» **Task**:
Each of the entries should be retyped precisely as it appears.
───── Task inputs
//! Session configuration from environment variables.

use std::time::{SystemTime, UNIX_EPOCH};

/// Session configuration
#[derive(Debug, Clone, PartialEq, Eq)]
pub struct SessionConfig {
    pub seed: u32,
    pub log_path: Option<String>,
    pub color: bool,
}

impl Default for SessionConfig {
    fn default() -> Self {
        Self {
            seed: time_seed(),
            log_path: None,
            color: true,
        }
    }
}

impl SessionConfig {
    /// Create from environment variables
    ///
    /// - `TETRIS_STACK_SEED`: u32 seed (default: derived from the clock)
    /// - `TETRIS_STACK_LOG_PATH`: JSON-lines event log (default: none)
    /// - `TETRIS_STACK_NO_COLOR`: "1" or "true" disables colors
    pub fn from_env() -> Self {
        Self::from_lookup(|key| std::env::var(key).ok())
    }

    /// Same as [`SessionConfig::from_env`] with an injectable lookup.
    pub fn from_lookup(lookup: impl Fn(&str) -> Option<String>) -> Self {
        let seed = lookup("TETRIS_STACK_SEED")
            .and_then(|s| s.trim().parse().ok())
            .unwrap_or_else(time_seed);

        let log_path = lookup("TETRIS_STACK_LOG_PATH")
            .map(|s| s.trim().to_string())
            .and_then(|s| if s.is_empty() { None } else { Some(s) });

        let no_color = lookup("TETRIS_STACK_NO_COLOR")
            .map(|v| v == "1" || v.to_lowercase() == "true")
            .unwrap_or(false);

        Self {
            seed,
            log_path,
            color: !no_color,
        }
    }
}

/// Seed from the wall clock; one per process.
pub fn time_seed() -> u32 {
    let now = SystemTime::now()
        .duration_since(UNIX_EPOCH)
        .unwrap_or_default();
    (now.as_secs() as u32) ^ now.subsec_nanos()
}
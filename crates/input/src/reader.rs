//! Line-based menu reader.
//!
//! Reads one whole line per prompt, so stray characters never leak into the
//! next prompt. Lines are read as raw bytes; bytes that are not UTF-8 make the
//! line an invalid choice rather than a read error.

use std::io::BufRead;

use anyhow::Result;

use crate::map::{parse_menu_line, MenuChoice};
use crate::types::MenuAction;

/// Pulls menu choices from any buffered reader (stdin in the binary, byte
/// slices in tests).
#[derive(Debug)]
pub struct MenuReader<R> {
    inner: R,
    line: Vec<u8>,
}

impl<R: BufRead> MenuReader<R> {
    pub fn new(inner: R) -> Self {
        Self {
            inner,
            line: Vec::with_capacity(64),
        }
    }

    /// Read the next choice.
    ///
    /// End of input is reported as [`MenuAction::Exit`].
    pub fn next_choice(&mut self) -> Result<MenuChoice> {
        self.line.clear();
        let n = self.inner.read_until(b'\n', &mut self.line)?;
        if n == 0 {
            return Ok(MenuChoice::Action(MenuAction::Exit));
        }
        Ok(parse_menu_line(&String::from_utf8_lossy(&self.line)))
    }
}
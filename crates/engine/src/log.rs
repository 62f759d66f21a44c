//! JSON-lines event log.
//!
//! Each session event becomes one JSON object on its own line. The log is
//! optional; a disabled log accepts and drops every record.

use std::fs::{File, OpenOptions};
use std::io::{BufWriter, Write};

use anyhow::Result;
use serde::Serialize;

use crate::session::Outcome;
use crate::types::Piece;

/// One log record.
#[derive(Debug, Clone, PartialEq, Eq, Serialize)]
#[serde(tag = "event", rename_all = "snake_case")]
pub enum LogEvent {
    Prefill { count: usize },
    Played { shape: &'static str, id: u64 },
    Inserted { shape: &'static str, id: u64 },
    QueueFull { shape: &'static str, id: u64 },
    QueueEmpty,
    InvalidInput { input: String },
    Exit,
}

impl LogEvent {
    pub fn from_outcome(outcome: &Outcome) -> Self {
        let fields = |p: &Piece| (p.kind.as_str(), p.id);
        match outcome {
            Outcome::Played(p) => {
                let (shape, id) = fields(p);
                LogEvent::Played { shape, id }
            }
            Outcome::Inserted(p) => {
                let (shape, id) = fields(p);
                LogEvent::Inserted { shape, id }
            }
            Outcome::QueueFull(p) => {
                let (shape, id) = fields(p);
                LogEvent::QueueFull { shape, id }
            }
            Outcome::NothingToPlay => LogEvent::QueueEmpty,
            Outcome::Exit => LogEvent::Exit,
        }
    }
}

pub struct EventLog<W: Write = BufWriter<File>> {
    sink: Option<W>,
    buf: Vec<u8>,
}

impl EventLog<BufWriter<File>> {
    /// Open (append) the log at `path`, or a disabled log for `None`.
    ///
    /// A file that cannot be opened disables logging with a warning on stderr.
    pub fn open(path: Option<&str>) -> Self {
        let Some(path) = path else {
            return Self::disabled();
        };
        match OpenOptions::new().create(true).append(true).open(path) {
            Ok(file) => Self::to_writer(BufWriter::new(file)),
            Err(e) => {
                eprintln!("[Stack] event log disabled, cannot open {}: {}", path, e);
                Self::disabled()
            }
        }
    }
}

impl<W: Write> EventLog<W> {
    pub fn to_writer(sink: W) -> Self {
        Self {
            sink: Some(sink),
            buf: Vec::with_capacity(128),
        }
    }

    pub fn disabled() -> Self {
        Self {
            sink: None,
            buf: Vec::new(),
        }
    }

    pub fn is_enabled(&self) -> bool {
        self.sink.is_some()
    }

    pub fn record(&mut self, event: &LogEvent) -> Result<()> {
        let Some(sink) = self.sink.as_mut() else {
            return Ok(());
        };
        self.buf.clear();
        serde_json::to_writer(&mut self.buf, event)?;
        self.buf.push(b'\n');
        sink.write_all(&self.buf)?;
        sink.flush()?;
        Ok(())
    }

    pub fn record_outcome(&mut self, outcome: &Outcome) -> Result<()> {
        self.record(&LogEvent::from_outcome(outcome))
    }

    pub fn into_inner(self) -> Option<W> {
        self.sink
    }
}
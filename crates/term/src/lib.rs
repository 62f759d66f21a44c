//! Terminal text module.
//!
//! A small rendering layer for the line-based queue menu. Views build styled
//! lines without touching the terminal; the renderer encodes them with
//! crossterm and flushes them to any writer.
//!
//! Goals:
//! - Keep `core` free of I/O
//! - Make console text testable as plain strings
//! - Color each piece tag by its shape

pub mod renderer;
pub mod style;
pub mod view;

pub use tetris_stack_core as core;
pub use tetris_stack_types as types;

pub use renderer::{encode_line_into, ConsoleRenderer};
pub use style::{piece_color, Rgb, TextStyle};
pub use view::{Line, QueueView, Span, SEPARATOR_WIDTH};
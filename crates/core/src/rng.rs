//! RNG module - deterministic uniform source for piece shapes
//!
//! A small LCG keeps the core free of platform RNG state: the same seed always
//! produces the same sequence, which the tests rely on.

/// Simple LCG (Linear Congruential Generator) RNG
/// Uses constants from Numerical Recipes
#[derive(Debug, Clone)]
pub struct SimpleRng {
    state: u32,
}

impl SimpleRng {
    /// Create a new RNG with the given seed
    pub fn new(seed: u32) -> Self {
        // Avoid 0 seed which would produce all zeros
        let state = if seed == 0 { 1 } else { seed };
        Self { state }
    }

    /// Generate next random u32
    pub fn next_u32(&mut self) -> u32 {
        // LCG formula: (a * state + c) mod m
        // Using Numerical Recipes constants: a=1664525, c=1013904223, m=2^32
        self.state = self.state.wrapping_mul(1664525).wrapping_add(1013904223);
        self.state
    }

    /// Generate random value in range [0, max)
    ///
    /// Uses the high 16 bits; the low bits of a power-of-two LCG cycle with
    /// short periods.
    pub fn next_range(&mut self, max: u32) -> u32 {
        debug_assert!(max > 0);
        (self.next_u32() >> 16) % max
    }

    /// Current internal state (reseeding with it continues the sequence)
    pub fn state(&self) -> u32 {
        self.state
    }
}

impl Default for SimpleRng {
    fn default() -> Self {
        Self::new(1)
    }
}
──────────
» **Answer space**:
//! Session configuration from environment variables.

use std::time::{SystemTime, UNIX_EPOCH};

/// Session configuration
#[derive(Debug, Clone, PartialEq, Eq)]
pub struct SessionConfig {
    pub seed: u32,
    pub log_path: Option<String>,
    pub color: bool,
}

impl Default for SessionConfig {
    fn default() -> Self {
        Self {
            seed: time_seed(),
            log_path: None,
            color: true,
        }
    }
}

impl SessionConfig {
    /// Create from environment variables
    ///
    /// - `TETRIS_STACK_SEED`: u32 seed (default: derived from the clock)
    /// - `TETRIS_STACK_LOG_PATH`: JSON-lines event log (default: none)
    /// - `TETRIS_STACK_NO_COLOR`: "1" or "true" disables colors
    pub fn from_env() -> Self {
        Self::from_lookup(|key| std::env::var(key).ok())
    }

    /// Same as [`SessionConfig::from_env`] with an injectable lookup.
    pub fn from_lookup(lookup: impl Fn(&str) -> Option<String>) -> Self {
        let seed = lookup("TETRIS_STACK_SEED")
            .and_then(|s| s.trim().parse().ok())
            .unwrap_or_else(time_seed);

        let log_path = lookup("TETRIS_STACK_LOG_PATH")
            .map(|s| s.trim().to_string())
            .and_then(|s| if s.is_empty() { None } else { Some(s) });

        let no_color = lookup("TETRIS_STACK_NO_COLOR")
            .map(|v| v == "1" || v.to_lowercase() == "true")
            .unwrap_or(false);

        Self {
            seed,
            log_path,
            color: !no_color,
        }
    }
}

/// Seed from the wall clock; one per process.
pub fn time_seed() -> u32 {
    let now = SystemTime::now()
        .duration_since(UNIX_EPOCH)
        .unwrap_or_default();
    (now.as_secs() as u32) ^ now.subsec_nanos()
}
filename crates/input/src/reader.rs
//! Line-based menu reader.
//!
//! Reads one whole line per prompt, so stray characters never leak into the
//! next prompt. Lines are read as raw bytes; bytes that are not UTF-8 make the
//! line an invalid choice rather than a read error.

use std::io::BufRead;

use anyhow::Result;

use crate::map::{parse_menu_line, MenuChoice};
use crate::types::MenuAction;

/// Pulls menu choices from any buffered reader (stdin in the binary, byte
/// slices in tests).
#[derive(Debug)]
pub struct MenuReader<R> {
    inner: R,
    line: Vec<u8>,
}

impl<R: BufRead> MenuReader<R> {
    pub fn new(inner: R) -> Self {
        Self {
            inner,
            line: Vec::with_capacity(64),
        }
    }

    /// Read the next choice.
    ///
    /// End of input is reported as [`MenuAction::Exit`].
    pub fn next_choice(&mut self) -> Result<MenuChoice> {
        self.line.clear();
        let n = self.inner.read_until(b'\n', &mut self.line)?;
        if n == 0 {
            return Ok(MenuChoice::Action(MenuAction::Exit));
        }
        Ok(parse_menu_line(&String::from_utf8_lossy(&self.line)))
    }
}
filename crates/engine/src/log.rs
repository 62f759d66f21a44c
//! JSON-lines event log.
//!
//! Each session event becomes one JSON object on its own line. The log is
//! optional; a disabled log accepts and drops every record.

use std::fs::{File, OpenOptions};
use std::io::{BufWriter, Write};

use anyhow::Result;
use serde::Serialize;

use crate::session::Outcome;
use crate::types::Piece;

/// One log record.
#[derive(Debug, Clone, PartialEq, Eq, Serialize)]
#[serde(tag = "event", rename_all = "snake_case")]
pub enum LogEvent {
    Prefill { count: usize },
    Played { shape: &'static str, id: u64 },
    Inserted { shape: &'static str, id: u64 },
    QueueFull { shape: &'static str, id: u64 },
    QueueEmpty,
    InvalidInput { input: String },
    Exit,
}

impl LogEvent {
    pub fn from_outcome(outcome: &Outcome) -> Self {
        let fields = |p: &Piece| (p.kind.as_str(), p.id);
        match outcome {
            Outcome::Played(p) => {
                let (shape, id) = fields(p);
                LogEvent::Played { shape, id }
            }
            Outcome::Inserted(p) => {
                let (shape, id) = fields(p);
                LogEvent::Inserted { shape, id }
            }
            Outcome::QueueFull(p) => {
                let (shape, id) = fields(p);
                LogEvent::QueueFull { shape, id }
            }
            Outcome::NothingToPlay => LogEvent::QueueEmpty,
            Outcome::Exit => LogEvent::Exit,
        }
    }
}

pub struct EventLog<W: Write = BufWriter<File>> {
    sink: Option<W>,
    buf: Vec<u8>,
}

impl EventLog<BufWriter<File>> {
    /// Open (append) the log at `path`, or a disabled log for `None`.
    ///
    /// A file that cannot be opened disables logging with a warning on stderr.
    pub fn open(path: Option<&str>) -> Self {
        let Some(path) = path else {
            return Self::disabled();
        };
        match OpenOptions::new().create(true).append(true).open(path) {
            Ok(file) => Self::to_writer(BufWriter::new(file)),
            Err(e) => {
                eprintln!("[Stack] event log disabled, cannot open {}: {}", path, e);
                Self::disabled()
            }
        }
    }
}

impl<W: Write> EventLog<W> {
    pub fn to_writer(sink: W) -> Self {
        Self {
            sink: Some(sink),
            buf: Vec::with_capacity(128),
        }
    }

    pub fn disabled() -> Self {
        Self {
            sink: None,
            buf: Vec::new(),
        }
    }

    pub fn is_enabled(&self) -> bool {
        self.sink.is_some()
    }

    pub fn record(&mut self, event: &LogEvent) -> Result<()> {
        let Some(sink) = self.sink.as_mut() else {
            return Ok(());
        };
        self.buf.clear();
        serde_json::to_writer(&mut self.buf, event)?;
        self.buf.push(b'\n');
        sink.write_all(&self.buf)?;
        sink.flush()?;
        Ok(())
    }

    pub fn record_outcome(&mut self, outcome: &Outcome) -> Result<()> {
        self.record(&LogEvent::from_outcome(outcome))
    }

    pub fn into_inner(self) -> Option<W> {
        self.sink
    }
}
filename crates/term/src/lib.rs
repository 62f759d66f21a44c
//! Terminal text module.
//!
//! A small rendering layer for the line-based queue menu. Views build styled
//! lines without touching the terminal; the renderer encodes them with
//! crossterm and flushes them to any writer.
//!
//! Goals:
//! - Keep `core` free of I/O
//! - Make console text testable as plain strings
//! - Color each piece tag by its shape

pub mod renderer;
pub mod style;
pub mod view;

pub use tetris_stack_core as core;
pub use tetris_stack_types as types;

pub use renderer::{encode_line_into, ConsoleRenderer};
pub use style::{piece_color, Rgb, TextStyle};
pub use view::{Line, QueueView, Span, SEPARATOR_WIDTH};
filename crates/core/src/rng.rs
//! RNG module - deterministic uniform source for piece shapes
//!
//! A small LCG keeps the core free of platform RNG state: the same seed always
//! produces the same sequence, which the tests rely on.

/// Simple LCG (Linear Congruential Generator) RNG
/// Uses constants from Numerical Recipes
#[derive(Debug, Clone)]
pub struct SimpleRng {
    state: u32,
}

impl SimpleRng {
    /// Create a new RNG with the given seed
    pub fn new(seed: u32) -> Self {
        // Avoid 0 seed which would produce all zeros
        let state = if seed == 0 { 1 } else { seed };
        Self { state }
    }

    /// Generate next random u32
    pub fn next_u32(&mut self) -> u32 {
        // LCG formula: (a * state + c) mod m
        // Using Numerical Recipes constants: a=1664525, c=1013904223, m=2^32
        self.state = self.state.wrapping_mul(1664525).wrapping_add(1013904223);
        self.state
    }

    /// Generate random value in range [0, max)
    ///
    /// Uses the high 16 bits; the low bits of a power-of-two LCG cycle with
    /// short periods.
    pub fn next_range(&mut self, max: u32) -> u32 {
        debug_assert!(max > 0);
        (self.next_u32() >> 16) % max
    }

    /// Current internal state (reseeding with it continues the sequence)
    pub fn state(&self) -> u32 {
        self.state
    }
}

impl Default for SimpleRng {
    fn default() -> Self {
        Self::new(1)
    }
}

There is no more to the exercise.